As células zumbis, as senescentes, não são necessariamente ruins para nossos corpos. Pelo contrário, pois elas atuam também como um mecanismo natural anti-câncer.
“Ao fazer as células danificadas pararem de se dividir, esse processo reduz a chance de células se descontrolarem e se tornarem cancerígenas”, diz Felix Wong.
Contudo, as zumbis também levam ao envelhecimento e, em efeito contínuo, a doenças como artrose, inflamações, ou mesmo cânceres.
“O que se procura hoje é por um senolítico balanceado, capaz de frear processos de nosso envelhecimento, mas sem causar efeitos ainda mais danosos e tóxicos no processo”, ressalta Aline Martins.
Wong crê que podemos estar próximos desse achado.
“Seguimos os ritos da ciência.
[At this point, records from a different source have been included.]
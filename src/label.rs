//! Business fields printed on a delivery label.

use serde::{Deserialize, Serialize};

use crate::consts::{FIELD_SEPARATOR, WEIGHT_SUFFIX};

/// One line of text at an absolute dot position.
#[derive(Debug, Clone, PartialEq, Eq)]
pub struct LabelField {
    pub text: String,
    pub x: u32,
    pub y: u32,
    pub font_size_px: u32,
}

impl LabelField {
    pub fn new(text: impl Into<String>, x: u32, y: u32, font_size_px: u32) -> Self {
        Self { text: text.into(), x, y, font_size_px }
    }
}

/// Everything a delivery label shows.
///
/// Optional parts are `None` or empty when absent; both are skipped.
#[derive(Debug, Clone, Default, PartialEq, Eq, Serialize, Deserialize)]
#[serde(default, rename_all = "camelCase")]
pub struct DeliveryLabelFields {
    /// Store/tenant name printed as the logo line.
    pub subdomain: String,
    pub product_name: String,
    /// flowCode, printed as the barcode payload.
    pub serial: String,

    pub material: Option<String>,
    pub color: Option<String>,
    pub weight: Option<String>,
    pub size: Option<String>,

    pub main_stone_memo: Option<String>,
    pub assistant_stone_name: Option<String>,
    pub assistant_stone_memo: Option<String>,
}

impl DeliveryLabelFields {
    pub fn new(
        subdomain: impl Into<String>,
        product_name: impl Into<String>,
        serial: impl Into<String>,
    ) -> Self {
        Self {
            subdomain: subdomain.into(),
            product_name: product_name.into(),
            serial: serial.into(),
            ..Self::default()
        }
    }

    pub fn material(mut self, v: impl Into<String>) -> Self {
        self.material = Some(v.into());
        self
    }

    pub fn color(mut self, v: impl Into<String>) -> Self {
        self.color = Some(v.into());
        self
    }

    pub fn weight(mut self, v: impl Into<String>) -> Self {
        self.weight = Some(v.into());
        self
    }

    pub fn size(mut self, v: impl Into<String>) -> Self {
        self.size = Some(v.into());
        self
    }

    pub fn main_stone_memo(mut self, v: impl Into<String>) -> Self {
        self.main_stone_memo = Some(v.into());
        self
    }

    pub fn assistant_stone_name(mut self, v: impl Into<String>) -> Self {
        self.assistant_stone_name = Some(v.into());
        self
    }

    pub fn assistant_stone_memo(mut self, v: impl Into<String>) -> Self {
        self.assistant_stone_memo = Some(v.into());
        self
    }

    /// `material/color/{weight}g/size`, skipping absent parts.
    /// `None` when every part is absent.
    pub fn spec_line(&self) -> Option<String> {
        let weight = present(&self.weight).map(|w| format!("{w}{WEIGHT_SUFFIX}"));
        join_present([
            present(&self.material).map(str::to_string),
            present(&self.color).map(str::to_string),
            weight,
            present(&self.size).map(str::to_string),
        ])
    }

    /// `mainStoneMemo/assistantStoneName/assistantStoneMemo`, skipping absent parts.
    pub fn stone_memo_line(&self) -> Option<String> {
        join_present([
            present(&self.main_stone_memo).map(str::to_string),
            present(&self.assistant_stone_name).map(str::to_string),
            present(&self.assistant_stone_memo).map(str::to_string),
        ])
    }
}

fn present(v: &Option<String>) -> Option<&str> {
    v.as_deref().filter(|s| !s.is_empty())
}

fn join_present<const N: usize>(parts: [Option<String>; N]) -> Option<String> {
    let parts: Vec<String> = parts.into_iter().flatten().collect();
    (!parts.is_empty()).then(|| parts.join(FIELD_SEPARATOR))
}
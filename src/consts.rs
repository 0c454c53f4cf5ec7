// Delivery label layout and PPLB tuning constants.
// Coordinates are absolute printer dots; the firmware reads them as-is.

/// Sent before anything else: clear buffer, 144-dot width, 144/16 form length, feed detect off.
pub const INIT_COMMANDS: &[&str] = &["N", "q144", "Q144,16", "JFJ"];
/// Terminal command: print one copy.
pub const PRINT_COMMAND: &str = "P1";

pub const LOGO_X: u32 = 10;
pub const LOGO_Y: u32 = 10;
pub const LOGO_FONT_PX: u32 = 16;

pub const BARCODE_X: u32 = 10;
pub const BARCODE_Y: u32 = 28;

pub const PRODUCT_X: u32 = 10;
pub const PRODUCT_Y: u32 = 80;
pub const PRODUCT_FONT_PX: u32 = 16;

pub const DETAIL_X: u32 = 10;
pub const DETAIL_Y: u32 = 95;     // cursor origin for the dynamic lines
pub const DETAIL_FONT_PX: u32 = 14;
pub const LINE_ADVANCE: u32 = 20;

/// Field separator for the spec and stone-memo lines.
pub const FIELD_SEPARATOR: &str = "/";
pub const WEIGHT_SUFFIX: &str = "g";

/// Height of a rasterized line relative to its font size.
pub const LINE_HEIGHT_FACTOR: f64 = 1.2;
/// A pixel is background when R+G+B exceeds this (average above 128).
pub const BACKGROUND_SUM_THRESHOLD: u32 = 384;

pub const DEFAULT_FONT_FAMILY: &str = "Malgun Gothic";
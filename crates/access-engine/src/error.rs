//! Error types for engine operations
//!
//! "No access" is never an error here — decision functions return plain
//! booleans. Errors are reserved for administrative mutations and store
//! failures.

use thiserror::Error;

use crate::store::StoreError;

/// Engine error types.
#[derive(Debug, Error)]
pub enum EngineError {
    /// An access level with this key is already registered.
    #[error("Access level already registered: {0}")]
    DuplicateLevel(String),

    /// A referenced access level or entity does not exist.
    #[error("Not found: {0}")]
    NotFound(String),

    /// The revocation cascade could not complete; prior state is intact.
    #[error("Revocation cascade failed for {key}: {source}")]
    CascadeFailed {
        /// The access-level key whose cascade failed.
        key: String,
        /// The underlying store failure.
        source: StoreError,
    },

    /// Storage collaborator failure.
    #[error("Store error: {0}")]
    Store(#[from] StoreError),
}

/// Result type for engine operations.
pub type EngineResult<T> = Result<T, EngineError>;

impl EngineError {
    /// Check if this error should be logged at error level.
    ///
    /// Duplicate registrations and missing references are expected
    /// administrative outcomes; cascade and store failures are not.
    pub fn is_server_error(&self) -> bool {
        matches!(self, EngineError::CascadeFailed { .. } | EngineError::Store(_))
    }
}
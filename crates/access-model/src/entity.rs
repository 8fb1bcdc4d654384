//! # Access Entities
//!
//! An access entity is any principal that can hold permissions: a user,
//! a group, or an API token. All three share one representation with a
//! closed [`EntityKind`] discriminant, so every place that branches on the
//! kind matches exhaustively.

use std::collections::{HashMap, HashSet};

use serde::{Deserialize, Serialize};
use uuid::Uuid;

use crate::password;

/// Reserved metadata key holding a user's password salt.
pub const METADATA_SALT: &str = "salt";

/// Discriminates the three kinds of principal.
///
/// The kind is fixed at creation and never changes.
#[derive(Debug, Clone, Copy, Serialize, Deserialize, PartialEq, Eq, Hash)]
#[serde(rename_all = "snake_case")]
pub enum EntityKind {
    /// An interactive user account. `name` is the login, `secret` is the
    /// salted password hash.
    User,
    /// A named collection of permissions other entities can reference.
    Group,
    /// An API credential. `name` is the public key, `secret` is the
    /// shared signing key.
    Token,
}

impl EntityKind {
    /// String representation of the kind.
    pub fn as_str(&self) -> &'static str {
        match self {
            EntityKind::User => "user",
            EntityKind::Group => "group",
            EntityKind::Token => "token",
        }
    }

    /// Parse a kind from its string representation.
    pub fn parse(s: &str) -> Option<Self> {
        match s.to_lowercase().as_str() {
            "user" => Some(EntityKind::User),
            "group" => Some(EntityKind::Group),
            "token" => Some(EntityKind::Token),
            _ => None,
        }
    }
}

impl std::fmt::Display for EntityKind {
    fn fmt(&self, f: &mut std::fmt::Formatter<'_>) -> std::fmt::Result {
        write!(f, "{}", self.as_str())
    }
}

/// A principal that can hold permissions.
///
/// # Identity
///
/// - `id` is the store-assigned row identifier; it is `None` until the
///   entity is persisted (see [`AccessEntity::is_new`]).
/// - `uuid` is assigned at creation, never changes, and is the only
///   foreign key used by permission grants and group references.
/// - `name` is unique *within its kind*: two entities of different kinds
///   may share a name, two users may not.
///
/// # Example
///
/// ```
/// use access_model::AccessEntity;
///
/// let mut user = AccessEntity::user("alice");
/// assert!(user.is_new());
///
/// assert!(user.grant(r"\Api\Read"));
/// assert!(!user.grant(r"\Api\Read")); // idempotent
/// assert!(user.has_raw(r"\Api\Read"));
/// ```
#[derive(Clone, Serialize, Deserialize, PartialEq, Eq)]
pub struct AccessEntity {
    /// Store-assigned identifier, absent until persisted.
    #[serde(skip_serializing_if = "Option::is_none")]
    pub id: Option<i64>,

    /// Immutable, store-independent identifier.
    pub uuid: Uuid,

    /// What kind of principal this is.
    pub kind: EntityKind,

    /// Display/login/public identifier, unique within `kind`.
    pub name: String,

    /// Opaque credential material: a password hash for users, the shared
    /// signing key for tokens. Never serialized, redacted from `Debug`
    /// output; stores persist it through the [`AccessEntity::secret`]
    /// accessor instead.
    #[serde(skip_serializing, default)]
    secret: String,

    /// Open string-keyed map for auxiliary attributes (e.g. the password
    /// salt under [`METADATA_SALT`]).
    #[serde(default)]
    pub metadata: HashMap<String, String>,

    /// Raw (unresolved) access-level keys granted directly to this
    /// entity. Group references are kept as-is; expansion happens in the
    /// resolver.
    #[serde(default)]
    pub permissions: HashSet<String>,
}

impl std::fmt::Debug for AccessEntity {
    fn fmt(&self, f: &mut std::fmt::Formatter<'_>) -> std::fmt::Result {
        f.debug_struct("AccessEntity")
            .field("id", &self.id)
            .field("uuid", &self.uuid)
            .field("kind", &self.kind)
            .field("name", &self.name)
            .field("secret", &"[REDACTED]")
            .field("metadata", &self.metadata)
            .field("permissions", &self.permissions)
            .finish()
    }
}

impl AccessEntity {
    /// Create a new, unpersisted entity of the given kind.
    ///
    /// # Arguments
    ///
    /// * `kind` - The kind of principal
    /// * `name` - Identifier, unique within the kind
    pub fn new(kind: EntityKind, name: impl Into<String>) -> Self {
        Self {
            id: None,
            uuid: Uuid::now_v7(),
            kind,
            name: name.into(),
            secret: String::new(),
            metadata: HashMap::new(),
            permissions: HashSet::new(),
        }
    }

    /// Create a new user entity.
    pub fn user(name: impl Into<String>) -> Self {
        Self::new(EntityKind::User, name)
    }

    /// Create a new group entity.
    pub fn group(name: impl Into<String>) -> Self {
        Self::new(EntityKind::Group, name)
    }

    /// Create a new token entity from a generated key pair.
    ///
    /// # Arguments
    ///
    /// * `public_key` - The public identifier (stored as `name`)
    /// * `secret_key` - The shared signing key (stored as `secret`)
    pub fn token(public_key: impl Into<String>, secret_key: impl Into<String>) -> Self {
        Self::new(EntityKind::Token, public_key).with_secret(secret_key)
    }

    /// Set the secret material.
    pub fn with_secret(mut self, secret: impl Into<String>) -> Self {
        self.secret = secret.into();
        self
    }

    /// Set the store-assigned identifier (used by stores after insert).
    pub fn with_id(mut self, id: i64) -> Self {
        self.id = Some(id);
        self
    }

    /// Whether the entity has not been persisted yet.
    pub fn is_new(&self) -> bool {
        self.id.is_none()
    }

    /// The secret credential material.
    pub fn secret(&self) -> &str {
        &self.secret
    }

    /// Replace the secret credential material.
    pub fn set_secret(&mut self, secret: impl Into<String>) {
        self.secret = secret.into();
    }

    /// Read a metadata value.
    pub fn metadata_value(&self, key: &str) -> Option<&str> {
        self.metadata.get(key).map(String::as_str)
    }

    /// Write a metadata value.
    pub fn set_metadata(&mut self, key: impl Into<String>, value: impl Into<String>) {
        self.metadata.insert(key.into(), value.into());
    }

    /// Grant an access-level key directly to this entity.
    ///
    /// Granting an already-held key is a no-op and never duplicates.
    ///
    /// # Returns
    ///
    /// `true` if the key was newly added.
    pub fn grant(&mut self, level_key: impl Into<String>) -> bool {
        self.permissions.insert(level_key.into())
    }

    /// Revoke a directly-held access-level key.
    ///
    /// # Returns
    ///
    /// `true` if the key was present.
    pub fn revoke(&mut self, level_key: &str) -> bool {
        self.permissions.remove(level_key)
    }

    /// Whether the key is held *directly* (no group expansion, no
    /// sentinel handling — that is the decision engine's job).
    pub fn has_raw(&self, level_key: &str) -> bool {
        self.permissions.contains(level_key)
    }

    /// Set a user's password.
    ///
    /// Generates a fresh random salt, stores it under the
    /// [`METADATA_SALT`] metadata key, and stores the salted hash as the
    /// entity secret. The plaintext is never retained.
    pub fn set_password(&mut self, plaintext: &str) {
        let salt = password::generate_salt();
        self.secret = password::hash_password(&salt, plaintext);
        self.metadata.insert(METADATA_SALT.to_string(), salt);
    }

    /// Verify a password attempt against the stored hash.
    ///
    /// Comparison runs in constant time. An entity without a salt (never
    /// had a password set) rejects every attempt.
    pub fn verify_password(&self, attempt: &str) -> bool {
        match self.metadata.get(METADATA_SALT) {
            Some(salt) => password::verify_password(salt, attempt, &self.secret),
            None => false,
        }
    }
}

#[cfg(test)]
mod tests {
    use super::*;

    #[test]
    fn test_kind_conversion() {
        assert_eq!(EntityKind::User.as_str(), "user");
        assert_eq!(EntityKind::Group.as_str(), "group");
        assert_eq!(EntityKind::Token.as_str(), "token");

        assert_eq!(EntityKind::parse("user"), Some(EntityKind::User));
        assert_eq!(EntityKind::parse("TOKEN"), Some(EntityKind::Token));
        assert_eq!(EntityKind::parse("robot"), None);
    }

    #[test]
    fn test_entity_creation() {
        let user = AccessEntity::user("alice");
        assert_eq!(user.kind, EntityKind::User);
        assert_eq!(user.name, "alice");
        assert!(user.is_new());
        assert!(user.permissions.is_empty());
    }

    #[test]
    fn test_entity_id_assignment() {
        let user = AccessEntity::user("alice").with_id(42);
        assert!(!user.is_new());
        assert_eq!(user.id, Some(42));
    }

    #[test]
    fn test_grant_is_idempotent() {
        let mut user = AccessEntity::user("alice");
        assert!(user.grant(r"\Api\Read"));
        assert!(!user.grant(r"\Api\Read"));
        assert_eq!(user.permissions.len(), 1);

        assert!(user.revoke(r"\Api\Read"));
        assert!(!user.revoke(r"\Api\Read"));
        assert!(!user.has_raw(r"\Api\Read"));
    }

    #[test]
    fn test_token_key_pair() {
        let token = AccessEntity::token("pub-key", "secret-key");
        assert_eq!(token.kind, EntityKind::Token);
        assert_eq!(token.name, "pub-key");
        assert_eq!(token.secret(), "secret-key");
    }

    #[test]
    fn test_debug_redacts_secret() {
        let token = AccessEntity::token("pub-key", "very-secret");
        let rendered = format!("{:?}", token);
        assert!(!rendered.contains("very-secret"));
        assert!(rendered.contains("[REDACTED]"));
    }

    #[test]
    fn test_secret_not_serialized() {
        let token = AccessEntity::token("pub-key", "very-secret-signing-key");
        let serialized = serde_json::to_string(&token).unwrap();
        assert!(!serialized.contains("very-secret-signing-key"));
        assert!(!serialized.contains("secret"));

        // Deserialized entities come back with an empty secret; the store
        // supplies the real material separately.
        let restored: AccessEntity = serde_json::from_str(&serialized).unwrap();
        assert_eq!(restored.secret(), "");
        assert_eq!(restored.name, "pub-key");
    }

    #[test]
    fn test_password_round_trip() {
        let mut user = AccessEntity::user("alice");
        user.set_password("hunter2");

        assert!(user.metadata.contains_key(METADATA_SALT));
        assert_ne!(user.secret(), "hunter2");
        assert!(user.verify_password("hunter2"));
        assert!(!user.verify_password("hunter3"));
    }

    #[test]
    fn test_password_without_salt_rejects() {
        let user = AccessEntity::user("alice");
        assert!(!user.verify_password(""));
        assert!(!user.verify_password("anything"));
    }

    #[test]
    fn test_metadata_access() {
        let mut user = AccessEntity::user("alice");
        user.set_metadata("locale", "en_US");
        assert_eq!(user.metadata_value("locale"), Some("en_US"));
        assert_eq!(user.metadata_value("missing"), None);
    }
}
Esperamos eventualmente testar em humanos, com o objetivo de usar esses compostos para aumentar nossas expectativas de vida, ao eliminar subpopulações de células de envelhecimento que nos são prejudiciais.”
É o elixir da vida?
Um antigo mito chinês, datado do século 2 a.C., narra a história de um arqueiro, Hou Yi, que, após um feito heroico responsável por salvar seu povo, ganhou o elixir da vida da deusa Xiwangmu. A bebida seria capaz de lhe conceder imortalidade.
Todavia, sua esposa, Chang’e, um dia tomou o coquetel divino para impedir que um ladrão o roubasse. Com isso, foi ela que alcançou a imortalidade e, na lenda, voou até a Lua, onde até hoje moraria.
Wong e sua equipe estão no caminho da descoberta do elixir da vida?
O próprio cientista não acredita que seja o caso. “A senescência (o processo de envelhecimento das células) é só um dos aspectos de amadurecermos”.
Por isso, segundo ele, essas drogas, mesmo que bem-sucedidas, não serão “a fonte da juventude”.
“Para chegar a isso, teríamos de focar também em outros marcos do processo do envelhecimento, como o esgotamento de células-tronco.”
O objetivo é, portanto, achar caminhos não para a imortalidade, mas para termos vidas longevas e, ao mesmo tempo, saudáveis.
Até porque, tanto pelo ponto de vista da Física quanto da Filosofia, a imortalidade é inalcançável.
Como disse o físico italiano Guido Tonelli recentemente à BBC News Brasil: “Nada é eterno, toda estrutura de matéria, seja um humano, uma estrela, uma galáxia, é frágil intrinsecamente. Cedo ou tarde, tudo se acaba”.